L'enthousiasme public éveilla l'envie, et la critique mêla sa voix discordante au bruit des acclamations. Un écrivain obscur, Subligny, composa, pour amortir l'éclat du succès, la folle Querelle, comédie d'ailleurs assez plate, en trois actes et en prose. Racine ne s'en émut pas et mit à profit quelques critiques de détail sur le style qui ne portaient pas à faux. Il fut plus sensible aux propos de certains courtisans qui cherchaient à l'abaisser pour maintenir le vieux Corneille à son rang.
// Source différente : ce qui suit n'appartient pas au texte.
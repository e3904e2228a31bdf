use super::error::{FenError, MoveParseError};
use super::{Board, Color, Move, Piece, Square};

/// FEN of the standard starting position
pub const STARTING_FEN: &str = "rnbqkbnr/pppppppp/8/8/8/8/PPPPPPPP/RNBQKBNR w KQkq - 0 1";

impl Board {
    /// Parse a board position from FEN notation.
    ///
    /// The half-move clock and full-move number are optional and default to
    /// `0` and `1`.
    pub fn try_from_fen(fen: &str) -> Result<Self, FenError> {
        let mut board = Board::empty();
        let parts: Vec<&str> = fen.split_whitespace().collect();

        if parts.len() < 4 {
            return Err(FenError::TooFewParts { found: parts.len() });
        }

        // Piece placement, rank 8 first
        let ranks: Vec<&str> = parts[0].split('/').collect();
        if ranks.len() != 8 {
            return Err(FenError::InvalidRank { rank: ranks.len() });
        }
        for (rank_idx, rank_str) in ranks.iter().enumerate() {
            let mut file = 0;
            for c in rank_str.chars() {
                if let Some(skip) = c.to_digit(10) {
                    file += skip as usize;
                } else {
                    let color = if c.is_ascii_uppercase() {
                        Color::White
                    } else {
                        Color::Black
                    };
                    let piece = Piece::from_char(c).ok_or(FenError::InvalidPiece { char: c })?;
                    if file >= 8 {
                        return Err(FenError::TooManyFiles {
                            rank: rank_idx,
                            files: file + 1,
                        });
                    }
                    board.set_piece(Square::at(7 - rank_idx, file), color, piece);
                    file += 1;
                }
            }
            if file > 8 {
                return Err(FenError::TooManyFiles {
                    rank: rank_idx,
                    files: file,
                });
            }
        }

        let white_kings = board.pieces(Color::White, Piece::King).popcount();
        let black_kings = board.pieces(Color::Black, Piece::King).popcount();
        if white_kings != 1 || black_kings != 1 {
            return Err(FenError::KingCount {
                white: white_kings,
                black: black_kings,
            });
        }

        for color in Color::BOTH {
            if !board.has_reachable_material(color) {
                return Err(FenError::TooManyPieces { color });
            }
        }

        board.side_to_move = match parts[1] {
            "w" => Color::White,
            "b" => Color::Black,
            other => {
                return Err(FenError::InvalidSideToMove {
                    found: other.to_string(),
                })
            }
        };

        for c in parts[2].chars() {
            match c {
                'K' => board.castling_rights.set(Color::White, true),
                'Q' => board.castling_rights.set(Color::White, false),
                'k' => board.castling_rights.set(Color::Black, true),
                'q' => board.castling_rights.set(Color::Black, false),
                '-' => {}
                _ => return Err(FenError::InvalidCastling { char: c }),
            }
        }

        board.en_passant_target = if parts[3] == "-" {
            None
        } else {
            let invalid = || FenError::InvalidEnPassant {
                found: parts[3].to_string(),
            };
            let target = parts[3].parse::<Square>().map_err(|_| invalid())?;
            if !board.is_valid_en_passant_target(target) {
                return Err(invalid());
            }
            Some(target)
        };

        if let Some(clock) = parts.get(4) {
            board.halfmove_clock = clock.parse().map_err(|_| FenError::InvalidCounter {
                found: (*clock).to_string(),
            })?;
        }
        if let Some(number) = parts.get(5) {
            board.fullmove_number = number.parse().map_err(|_| FenError::InvalidCounter {
                found: (*number).to_string(),
            })?;
        }

        board.hash = board.calculate_hash();
        Ok(board)
    }

    /// Every piece beyond the starting set needs a pawn that promoted, so
    /// pawns plus surplus pieces never exceed eight. This also bounds the
    /// number of pseudo-legal moves a position can have.
    fn has_reachable_material(&self, color: Color) -> bool {
        let count = |piece| self.pieces(color, piece).popcount();
        let surplus = |piece, start: u32| count(piece).saturating_sub(start);
        let promoted = surplus(Piece::Queen, 1)
            + surplus(Piece::Rook, 2)
            + surplus(Piece::Bishop, 2)
            + surplus(Piece::Knight, 2);
        count(Piece::Pawn) + promoted <= 8
    }

    /// An en passant target must sit behind a pawn of the side that just
    /// moved, on the square that pawn skipped, with that square empty.
    fn is_valid_en_passant_target(&self, target: Square) -> bool {
        let mover = self.side_to_move;
        let victim = self.side_to_move.opponent();
        if target.rank() != mover.relative_rank(5) || !self.is_empty(target) {
            return false;
        }
        target
            .offset(-mover.pawn_direction(), 0)
            .is_some_and(|sq| self.piece_at(sq) == Some((victim, Piece::Pawn)))
    }

    /// Parse a board position from FEN notation.
    ///
    /// # Panics
    /// Panics if the FEN string is invalid. Use `try_from_fen` for fallible parsing.
    #[must_use]
    pub fn from_fen(fen: &str) -> Self {
        Self::try_from_fen(fen).expect("Invalid FEN string")
    }

    /// Convert the board position to FEN notation.
    #[must_use]
    pub fn to_fen(&self) -> String {
        let mut rows: Vec<String> = Vec::with_capacity(8);
        for rank in (0..8).rev() {
            let mut row = String::new();
            let mut empty = 0;
            for file in 0..8 {
                if let Some((color, piece)) = self.piece_at(Square::at(rank, file)) {
                    if empty > 0 {
                        row.push_str(&empty.to_string());
                        empty = 0;
                    }
                    row.push(piece.to_fen_char(color));
                } else {
                    empty += 1;
                }
            }
            if empty > 0 {
                row.push_str(&empty.to_string());
            }
            rows.push(row);
        }

        let active = match self.side_to_move {
            Color::White => "w",
            Color::Black => "b",
        };
        let mut castling = String::new();
        for (color, kingside, c) in [
            (Color::White, true, 'K'),
            (Color::White, false, 'Q'),
            (Color::Black, true, 'k'),
            (Color::Black, false, 'q'),
        ] {
            if self.castling_rights.has(color, kingside) {
                castling.push(c);
            }
        }
        if castling.is_empty() {
            castling.push('-');
        }
        let ep = self
            .en_passant_target
            .map_or_else(|| "-".to_string(), |sq| sq.to_string());

        format!(
            "{} {} {} {} {} {}",
            rows.join("/"),
            active,
            castling,
            ep,
            self.halfmove_clock,
            self.fullmove_number
        )
    }

    /// Parse a move in UCI long algebraic notation (e.g., "e2e4", "e7e8q").
    ///
    /// Returns the matching legal move if found, or an error describing why parsing failed.
    ///
    /// # Example
    /// ```
    /// use minimax_bot::board::Board;
    ///
    /// let mut board = Board::new();
    /// let mv = board.parse_move("e2e4").unwrap();
    /// assert_eq!(mv.to_string(), "e2e4");
    /// ```
    pub fn parse_move(&mut self, uci: &str) -> Result<Move, MoveParseError> {
        if !uci.is_ascii() || uci.len() < 4 || uci.len() > 5 {
            return Err(MoveParseError::InvalidLength {
                len: uci.chars().count(),
            });
        }

        let invalid_square = || MoveParseError::InvalidSquare {
            notation: uci.to_string(),
        };
        let from: Square = uci[0..2].parse().map_err(|_| invalid_square())?;
        let to: Square = uci[2..4].parse().map_err(|_| invalid_square())?;

        let promotion = match uci[4..].chars().next() {
            None => None,
            Some(c) => match Piece::from_char(c) {
                Some(p @ (Piece::Knight | Piece::Bishop | Piece::Rook | Piece::Queen)) => Some(p),
                _ => return Err(MoveParseError::InvalidPromotion { char: c }),
            },
        };

        self.generate_moves()
            .iter()
            .copied()
            .find(|m| m.from() == from && m.to() == to && m.promotion() == promotion)
            .ok_or_else(|| MoveParseError::IllegalMove {
                notation: uci.to_string(),
            })
    }
}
Créqui et la comtesse d'Olonne en furent cruellement punis par de sanglantes épigrammes. Racine leur prouva que l'aiguillon de l'abeille fait de cuisantes et profondes piqûres. Corneille lui-même ressentit quelque chagrin de ce triomphe, et il n'eut pas l'adresse de déguiser son dépit. « Je croyais, écrivait-il à Saint-Évremond, que l'amour était une passion trop chargée de faiblesses pour être la dominante dans une pièce héroïque; j'aime qu'elle y serve d'ornement et non pas de corps. » Racine aurait dû ménager cette faiblesse d'un vieillard dont il inquiétait la gloire; mais sa malice l'emporta, et, sans déclarer la guerre, il ne se refusa pas le plaisir de légères représailles dont Corneille fut

piqué. Le public remarqua dans les Plaideurs la parodie qui fait passer les vénérables rides de don Diègue sur le front patibulaire d'un huissier, sans parler du jeu de mots sur exploits :

Ses rides sur son front gravaient tous ses exploits.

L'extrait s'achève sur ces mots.